YOUR ASSIGNMENT:
Which lines in the entries below contain the string "before"? Show each of them in full.

[Collected data]
##########
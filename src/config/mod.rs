//! # Configuration Management Module
//!
//! Loads, validates and persists the TOML configuration consumed by the notifier core.
//! The core only reads these values; the `arm`/`disarm` CLI commands are the single
//! place the file is written back.
//!
//! ## Configuration Structure
//!
//! - [`DeviceConfig`] - Armed flag and optional device id override
//! - [`BackendConfig`] - Sync endpoint, bearer token and request timeout
//! - [`LinkConfig`] - Indicator device port, retry bound and blink pattern
//! - [`PollConfig`] - Periodic health-check poll
//! - [`StorageConfig`] - Location of the local state database
//! - [`LoggingConfig`] - Logging level and optional log file
//!
//! ## Usage
//!
//! ```rust,no_run
//! use pinotify::config::Config;
//!
//! #[tokio::main]
//! async fn main() -> anyhow::Result<()> {
//!     let config = Config::load("config.toml").await?;
//!     config.validate()?;
//!     println!("Indicator port: {}", config.link.port);
//!     Ok(())
//! }
//! ```
//!
//! ## Configuration File Format
//!
//! ```toml
//! [device]
//! armed = true
//!
//! [backend]
//! endpoint = "https://example.appspot.com/_ah/api/pinotify_api/v1"
//! timeout_seconds = 10
//!
//! [link]
//! port = "/dev/rfcomm0"
//! baud_rate = 9600
//! send_attempts = 3
//! blink_on_seconds = 2
//! blink_off_seconds = 2
//! ```

use anyhow::{anyhow, Result};
use serde::{Deserialize, Serialize};
use std::sync::atomic::{AtomicBool, Ordering};
use std::sync::Arc;
use std::time::Duration;
use tokio::fs;

/// Upper bound for either half of a blink pattern; both fit in one nibble.
pub const MAX_BLINK_SECONDS: u8 = 15;

#[derive(Debug, Clone, Serialize, Deserialize)]
pub struct Config {
    #[serde(default)]
    pub device: DeviceConfig,
    pub backend: BackendConfig,
    pub link: LinkConfig,
    #[serde(default)]
    pub poll: PollConfig,
    pub storage: StorageConfig,
    pub logging: LoggingConfig,
}

#[derive(Debug, Clone, Serialize, Deserialize, Default)]
pub struct DeviceConfig {
    /// User-controlled start/stop. While false, syncing and blinking are silent no-ops.
    #[serde(default)]
    pub armed: bool,
    /// Overrides the generated device id sent with every sync request.
    #[serde(default, skip_serializing_if = "Option::is_none")]
    pub device_id: Option<String>,
}

#[derive(Debug, Clone, Serialize, Deserialize)]
pub struct BackendConfig {
    /// Base URL of the device API; `device_request` is appended.
    pub endpoint: String,
    /// Bearer token issued by the account collaborator, if the backend requires one.
    #[serde(default, skip_serializing_if = "Option::is_none")]
    pub auth_token: Option<String>,
    #[serde(default = "default_timeout_seconds")]
    pub timeout_seconds: u64,
}

fn default_timeout_seconds() -> u64 {
    10
}

#[derive(Debug, Clone, Serialize, Deserialize)]
pub struct LinkConfig {
    /// Serial device bound to the indicator (an RFCOMM tty for Bluetooth SPP).
    pub port: String,
    pub baud_rate: u32,
    /// Connect-and-write attempts per send before giving up.
    #[serde(default = "default_send_attempts")]
    pub send_attempts: u32,
    pub blink_on_seconds: u8,
    pub blink_off_seconds: u8,
    #[serde(default = "default_read_timeout_ms")]
    pub read_timeout_ms: u64,
    /// Delay after raising DTR/RTS before the port is considered ready.
    #[serde(default = "default_settle_ms")]
    pub settle_ms: u64,
}

fn default_send_attempts() -> u32 {
    3
}

fn default_read_timeout_ms() -> u64 {
    500
}

fn default_settle_ms() -> u64 {
    150
}

impl LinkConfig {
    pub fn read_timeout(&self) -> Duration {
        Duration::from_millis(self.read_timeout_ms)
    }

    pub fn settle(&self) -> Duration {
        Duration::from_millis(self.settle_ms)
    }
}

#[derive(Debug, Clone, Serialize, Deserialize)]
pub struct PollConfig {
    pub enabled: bool,
    pub interval_seconds: u64,
}

impl Default for PollConfig {
    fn default() -> Self {
        Self {
            enabled: true,
            interval_seconds: 5,
        }
    }
}

impl PollConfig {
    /// Poll period, or `None` when the poll fallback is switched off.
    pub fn interval(&self) -> Option<Duration> {
        if self.enabled && self.interval_seconds > 0 {
            Some(Duration::from_secs(self.interval_seconds))
        } else {
            None
        }
    }
}

#[derive(Debug, Clone, Serialize, Deserialize)]
pub struct StorageConfig {
    pub data_dir: String,
}

impl StorageConfig {
    pub fn state_path(&self) -> std::path::PathBuf {
        std::path::Path::new(&self.data_dir).join("state")
    }
}

#[derive(Debug, Clone, Serialize, Deserialize)]
pub struct LoggingConfig {
    pub level: String,
    pub file: Option<String>,
}

impl Config {
    /// Load configuration from a file
    pub async fn load(path: &str) -> Result<Self> {
        let content = fs::read_to_string(path)
            .await
            .map_err(|e| anyhow!("Failed to read config file {}: {}", path, e))?;

        let config: Config = toml::from_str(&content)
            .map_err(|e| anyhow!("Failed to parse config file {}: {}", path, e))?;

        Ok(config)
    }

    /// Create a default configuration file
    pub async fn create_default(path: &str) -> Result<()> {
        Config::default().save(path).await
    }

    /// Overwrite `path` with this configuration
    pub async fn save(&self, path: &str) -> Result<()> {
        let content = toml::to_string_pretty(self)
            .map_err(|e| anyhow!("Failed to serialize config: {}", e))?;

        fs::write(path, content)
            .await
            .map_err(|e| anyhow!("Failed to write config file {}: {}", path, e))?;

        Ok(())
    }

    pub fn validate(&self) -> Result<()> {
        if self.backend.endpoint.trim().is_empty() {
            return Err(anyhow!("backend.endpoint must not be empty"));
        }
        if self.backend.timeout_seconds == 0 {
            return Err(anyhow!("backend.timeout_seconds must be at least 1"));
        }
        if self.link.send_attempts == 0 {
            return Err(anyhow!("link.send_attempts must be at least 1"));
        }
        if self.link.blink_on_seconds > MAX_BLINK_SECONDS
            || self.link.blink_off_seconds > MAX_BLINK_SECONDS
        {
            return Err(anyhow!(
                "blink durations must be within 0-{} seconds",
                MAX_BLINK_SECONDS
            ));
        }
        if self.link.blink_on_seconds == 0 && self.link.blink_off_seconds == 0 {
            return Err(anyhow!("blink_on_seconds and blink_off_seconds cannot both be 0"));
        }
        if self.poll.enabled && self.poll.interval_seconds == 0 {
            return Err(anyhow!("poll.interval_seconds must be at least 1 when polling is enabled"));
        }
        Ok(())
    }
}

impl Default for Config {
    fn default() -> Self {
        Config {
            device: DeviceConfig::default(),
            backend: BackendConfig {
                endpoint: "http://localhost:8080/_ah/api/pinotify_api/v1".to_string(),
                auth_token: None,
                timeout_seconds: default_timeout_seconds(),
            },
            link: LinkConfig {
                port: "/dev/rfcomm0".to_string(),
                baud_rate: 9600,
                send_attempts: default_send_attempts(),
                blink_on_seconds: 2,
                blink_off_seconds: 2,
                read_timeout_ms: default_read_timeout_ms(),
                settle_ms: default_settle_ms(),
            },
            poll: PollConfig::default(),
            storage: StorageConfig {
                data_dir: "./data".to_string(),
            },
            logging: LoggingConfig {
                level: "info".to_string(),
                file: Some("pinotify.log".to_string()),
            },
        }
    }
}

/// Runtime view of the Armed flag, shared by every component that must go quiet
/// when the user has stopped the notifier.
#[derive(Debug, Clone, Default)]
pub struct ArmedFlag(Arc<AtomicBool>);

impl ArmedFlag {
    pub fn new(armed: bool) -> Self {
        Self(Arc::new(AtomicBool::new(armed)))
    }

    pub fn is_armed(&self) -> bool {
        self.0.load(Ordering::SeqCst)
    }

    pub fn set(&self, armed: bool) {
        self.0.store(armed, Ordering::SeqCst);
    }
}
##########
WRITTEN REPLY:
    /// Connect-and-write attempts per send before giving up.
    /// Delay after raising DTR/RTS before the port is considered ready.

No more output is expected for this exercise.